He turned toward the Grieb as he spoke, and the longing for Barbara quickened his pace.

The fear that the gouty monarch could cherish any other wishes concerning the young girl than to enjoy her singing was farthest from his thoughts.

Who would ever have seen an aspirant for woman’s favour in the suffering Emperor, bowed during the last few years by the heaviest political cares, and whose comparative youthfulness was easily overlooked?

At the main entrance of the Grieb Wolf was accosted by the master of the house.

The wife of this obedient husband, Frau Lerch, known throughout all Ratisbon as “Lerch, the mantuamaker,” had told him to keep watch, and impressed it upon him to let no one, no matter who it might be, enter her rooms on the ground floor except the cantor knight, as she called Wolf.

Barbara had had little time for reflection as she fled from the Emperor’s envoys, but a clever woman’s brain thinks quickly when an important decision is to be made, and while turning the gray she had decided that it would be better for her purpose, and the haste connected with it, to go to Frau Lerch than to her own home.

In the Grieb she was sure of finding admittance at once if she knocked at Frau Lerch’s window, while the cantor house was closed early, and a long time might pass before the door opened to her. Besides, she did not know how her father, who could never be depended upon in such matters, would regard the honour that awaited her; thirdly—and this alone was decisive—the white dress, which she meant to wear instead of the riding habit, was at Frau Lerch’s, and what good service the skilful, nimble fingers of her mother’s ex-maid could render in this hurried change of garb.

Besides, it had also darted into her mind that the baron might accompany her to her shabby abode, and that would have seemed like a humiliation.
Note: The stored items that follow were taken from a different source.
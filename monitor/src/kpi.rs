//! KPI evaluation: compare today's usage against the quota and nag.
//!
//! Notification copy comes from a fixed catalog of playful templates with
//! `{{current}}`, `{{target}}` and `{{target - current}}` placeholders;
//! one is picked uniformly at random per shortfall.

use rand::Rng;
use tracing::{debug, info, warn};

use crate::notifier::{Notification, Notifier};
use crate::settings::Settings;
use crate::usage::UsageQuery;

/// Notification priority used for quota-shortfall alerts.
const KPI_NOTIFICATION_PRIORITY: u8 = 2;

/// A notification template from the fixed catalog.
#[derive(Debug, Clone, Copy)]
pub struct NotificationTemplate {
    pub title: &'static str,
    pub message: &'static str,
}

/// The fixed catalog of quota-shortfall messages.
pub const NOTIFICATION_CATALOG: [NotificationTemplate; 7] = [
    NotificationTemplate {
        title: "Hey, the AI misses you!",
        message: "You've used the AI {{current}} times today, only {{target - current}} more to clear your quota!",
    },
    NotificationTemplate {
        title: "The AI is quietly sobbing...",
        message: "Only {{current}} requests so far? Send {{target - current}} more so it stops feeling lonely 🥹",
    },
    NotificationTemplate {
        title: "Unbelievable! Barely any AI today",
        message: "People are landing on Mars and you're still at {{current}}/{{target}} AI requests. Hurry up!",
    },
    NotificationTemplate {
        title: "Ignoring the AI again 😒",
        message: "Just {{current}} requests today. {{target - current}} more before the AI talks to you again~",
    },
    NotificationTemplate {
        title: "Hello? Your AI is sitting idle",
        message: "{{current}} requests in, but the AI is still waiting on the other {{target - current}}. Don't keep it waiting!",
    },
    NotificationTemplate {
        title: "Where's the love for your AI?",
        message: "Only {{current}} requests today? The target is {{target}}. Don't let the AI down!",
    },
    NotificationTemplate {
        title: "Awaken your inner AI power!",
        message: "You're at {{current}} requests, today's goal is {{target}}. Keep going!",
    },
];

/// Substitutes placeholders in a template.
///
/// `{{target - current}}` is an integer subtraction.
#[must_use]
pub fn render_notification(
    template: &NotificationTemplate,
    current: u64,
    target: u64,
) -> Notification {
    let remaining = target.saturating_sub(current);
    let message = template
        .message
        .replace("{{target - current}}", &remaining.to_string())
        .replace("{{current}}", &current.to_string())
        .replace("{{target}}", &target.to_string());

    Notification {
        title: template.title.to_string(),
        message,
        priority: KPI_NOTIFICATION_PRIORITY,
    }
}

/// Picks a catalog entry uniformly at random and renders it.
#[must_use]
pub fn pick_notification(current: u64, target: u64) -> Notification {
    let mut rng = rand::rng();
    let idx = rng.random_range(0..NOTIFICATION_CATALOG.len());
    render_notification(&NOTIFICATION_CATALOG[idx], current, target)
}

/// Outcome of a single KPI check.
#[derive(Debug, Clone, Copy, PartialEq, Eq)]
pub enum KpiOutcome {
    /// Alerts are disabled; nothing was evaluated.
    Disabled,
    /// Today's usage meets or exceeds the quota.
    Met { current: u64, target: u64 },
    /// Usage is below quota; a notification was sent.
    Shortfall { current: u64, target: u64 },
}

/// Runs one KPI check: fetch today's usage, compare against the quota and
/// notify on shortfall.
///
/// Remote failure counts as zero usage (fail-open), so an outage surfaces
/// as a shortfall alert rather than silence. Notifier failures are logged
/// and swallowed.
pub async fn run_kpi_check(
    settings: &Settings,
    usage: &UsageQuery<'_>,
    notifier: &dyn Notifier,
) -> KpiOutcome {
    if !settings.kpi_alert {
        debug!("KPI alerts disabled, skipping check");
        return KpiOutcome::Disabled;
    }

    let target = u64::from(settings.min_request_count);
    let current = usage.today().await.or_zero();

    if current >= target {
        info!(current, target, "daily quota met");
        return KpiOutcome::Met { current, target };
    }

    let notification = pick_notification(current, target);
    info!(
        current,
        target,
        channel = notifier.channel_name(),
        title = %notification.title,
        "quota shortfall, sending notification"
    );
    if let Err(e) = notifier.send(&notification).await {
        warn!(error = %e, "failed to deliver KPI notification");
    }

    KpiOutcome::Shortfall { current, target }
}
//! Alarm/timer service: named recurring timers.
//!
//! [`AlarmService`] mirrors the host timer interface the scheduler consumes:
//! create replaces any alarm with the same identity, clear cancels it. The
//! production implementation, [`TokioAlarms`], backs each alarm with a
//! spawned task that sleeps until the first fire (or one period, when no
//! first fire is given) and then ticks periodically, reporting fires over an
//! mpsc channel.

use std::collections::HashMap;
use std::sync::Mutex;
use std::time::Duration;

use chrono::{DateTime, Local};
use tokio::sync::mpsc;
use tokio::task::JoinHandle;
use tracing::{debug, trace};

use crate::schedule::AlarmId;

/// A request to register (or replace) a recurring alarm.
#[derive(Debug, Clone)]
pub struct AlarmRequest {
    /// Alarm identity; creating twice with the same identity replaces.
    pub id: AlarmId,

    /// Absolute first-fire instant. `None` means the first fire happens
    /// after one period.
    pub first_fire: Option<DateTime<Local>>,

    /// Repeat interval.
    pub period: Duration,
}

/// Host-style recurring timer service.
pub trait AlarmService: Send + Sync {
    /// Registers a recurring alarm, replacing any alarm with the same id.
    fn create(&self, request: AlarmRequest);

    /// Cancels an alarm. Returns `true` if it existed.
    fn clear(&self, id: &AlarmId) -> bool;

    /// Identities of all currently registered alarms.
    fn active(&self) -> Vec<AlarmId>;
}

/// Tokio-task-backed [`AlarmService`].
///
/// Fired alarm ids are delivered over the channel handed to [`new`](Self::new);
/// the daemon loop dispatches on them. Dropping the service aborts all tasks.
#[derive(Debug)]
pub struct TokioAlarms {
    fired_tx: mpsc::Sender<AlarmId>,
    tasks: Mutex<HashMap<AlarmId, JoinHandle<()>>>,
}

impl TokioAlarms {
    /// Creates an alarm service reporting fires on `fired_tx`.
    #[must_use]
    pub fn new(fired_tx: mpsc::Sender<AlarmId>) -> Self {
        Self {
            fired_tx,
            tasks: Mutex::new(HashMap::new()),
        }
    }
}

impl AlarmService for TokioAlarms {
    fn create(&self, request: AlarmRequest) {
        let id = request.id;
        let tx = self.fired_tx.clone();

        let handle = tokio::spawn(async move {
            match request.first_fire {
                Some(first) => {
                    // A first fire at or before now fires immediately.
                    let delay = (first - Local::now()).to_std().unwrap_or(Duration::ZERO);
                    tokio::time::sleep(delay).await;
                }
                None => tokio::time::sleep(request.period).await,
            }

            loop {
                trace!(alarm = %id, "alarm fired");
                if tx.send(id).await.is_err() {
                    // Receiver gone, the daemon is shutting down.
                    return;
                }
                tokio::time::sleep(request.period).await;
            }
        });

        let mut tasks = self.tasks.lock().expect("alarm table lock poisoned");
        if let Some(previous) = tasks.insert(id, handle) {
            previous.abort();
            debug!(alarm = %id, "replaced existing alarm");
        } else {
            debug!(alarm = %id, "registered alarm");
        }
    }

    fn clear(&self, id: &AlarmId) -> bool {
        let mut tasks = self.tasks.lock().expect("alarm table lock poisoned");
        match tasks.remove(id) {
            Some(handle) => {
                handle.abort();
                debug!(alarm = %id, "cleared alarm");
                true
            }
            None => false,
        }
    }

    fn active(&self) -> Vec<AlarmId> {
        let tasks = self.tasks.lock().expect("alarm table lock poisoned");
        tasks.keys().copied().collect()
    }
}

impl Drop for TokioAlarms {
    fn drop(&mut self) {
        let tasks = self.tasks.lock().expect("alarm table lock poisoned");
        for handle in tasks.values() {
            handle.abort();
        }
    }
}
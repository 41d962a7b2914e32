//! Shared data model for the reporting API and the employee list.
//!
//! Wire and storage formats are camelCase JSON, matching what the reporting
//! service and the peripheral UI exchange.

use serde::{Deserialize, Serialize};

/// A tracked employee.
///
/// The employee list lives in the key-value store; only the first entry is
/// ever evaluated for KPI and badge purposes.
#[derive(Debug, Clone, PartialEq, Eq, Serialize, Deserialize)]
#[serde(rename_all = "camelCase")]
pub struct Employee {
    /// Identity used to query the reporting API.
    pub employee_code: String,

    /// Display name.
    #[serde(default, skip_serializing_if = "Option::is_none")]
    pub full_name: Option<String>,

    /// Tool names counted toward the KPI. Empty means the generic
    /// position-based counter applies.
    #[serde(default)]
    pub kpi_tools: Vec<String>,
}

/// Per-day usage counters for one employee, as returned by the reporting API.
///
/// Counters the service omits default to zero.
#[derive(Debug, Clone, Default, PartialEq, Eq, Serialize, Deserialize)]
#[serde(rename_all = "camelCase", default)]
pub struct DailyUsage {
    /// ISO `YYYY-MM-DD` date string.
    pub date: String,

    /// Generic counter applied when no KPI tools are configured.
    pub position_based_requests: u64,

    pub cline_requests: u64,
    pub cursor_requests: u64,
    pub one_ai_requests: u64,
    pub ai_agent_requests: u64,
}

/// One month of daily usage records.
#[derive(Debug, Clone, Default, Deserialize)]
#[serde(rename_all = "camelCase", default)]
pub struct MonthlyCalendar {
    pub daily_usage: Vec<DailyUsage>,
}

/// An employee as returned by the search endpoint.
#[derive(Debug, Clone, Deserialize)]
#[serde(rename_all = "camelCase")]
pub struct EmployeeSummary {
    pub employee_code: String,
    #[serde(default)]
    pub full_name: Option<String>,
    #[serde(default)]
    pub division_name: Option<String>,
    #[serde(default)]
    pub project_name: Option<String>,
}

/// Response envelope wrapping every reporting API payload.
#[derive(Debug, Clone, Deserialize)]
pub struct ApiEnvelope<T> {
    pub success: bool,
    #[serde(default = "Option::default")]
    pub data: Option<T>,
    #[serde(default)]
    pub message: Option<String>,
}

#[cfg(test)]
mod tests {
    use super::*;

    #[test]
    fn daily_usage_parses_camel_case_with_missing_counters() {
        let usage: DailyUsage = serde_json::from_str(
            r#"{ "date": "2026-08-29", "clineRequests": 2, "cursorRequests": 3 }"#,
        )
        .expect("parse");

        assert_eq!(usage.date, "2026-08-29");
        assert_eq!(usage.cline_requests, 2);
        assert_eq!(usage.cursor_requests, 3);
        assert_eq!(usage.position_based_requests, 0);
        assert_eq!(usage.one_ai_requests, 0);
    }

    #[test]
    fn envelope_parses_monthly_calendar() {
        let envelope: ApiEnvelope<MonthlyCalendar> = serde_json::from_str(
            r#"{
                "success": true,
                "data": { "dailyUsage": [{ "date": "2026-08-01", "positionBasedRequests": 7 }] }
            }"#,
        )
        .expect("parse");

        assert!(envelope.success);
        let calendar = envelope.data.expect("data");
        assert_eq!(calendar.daily_usage.len(), 1);
        assert_eq!(calendar.daily_usage[0].position_based_requests, 7);
    }

    #[test]
    fn envelope_tolerates_missing_data() {
        let envelope: ApiEnvelope<MonthlyCalendar> =
            serde_json::from_str(r#"{ "success": false, "message": "no such employee" }"#)
                .expect("parse");

        assert!(!envelope.success);
        assert!(envelope.data.is_none());
        assert_eq!(envelope.message.as_deref(), Some("no such employee"));
    }

    #[test]
    fn employee_round_trips_camel_case() {
        let employee = Employee {
            employee_code: "E1024".to_string(),
            full_name: Some("Alex Tran".to_string()),
            kpi_tools: vec!["cline".to_string(), "cursor".to_string()],
        };

        let json = serde_json::to_string(&employee).expect("serialize");
        assert!(json.contains("employeeCode"));
        assert!(json.contains("kpiTools"));

        let back: Employee = serde_json::from_str(&json).expect("parse");
        assert_eq!(back, employee);
    }
}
Why should the court know what indigent circumstances had been the portion of the artist to whom the Emperor, through no less a personage than Baron Malfalconnet, sent an “entreaty” for her appearance?

All this had been clear to her in the course of a few seconds, and her choice had proved fortunate, for the gate of the Grieb was still unlocked, and the old hostler Kunz, who had been in the service of the Gravenreuths, the former owners of the Grieb, and had known “Wawerl” from childhood, was just coming out of the tavern, and willingly agreed to take the gray back to Peter Schlumperger’s stable.

When Barbara entered the huge building a ray of light shone from the private chapel at the left, dedicated to Saint Dorothea.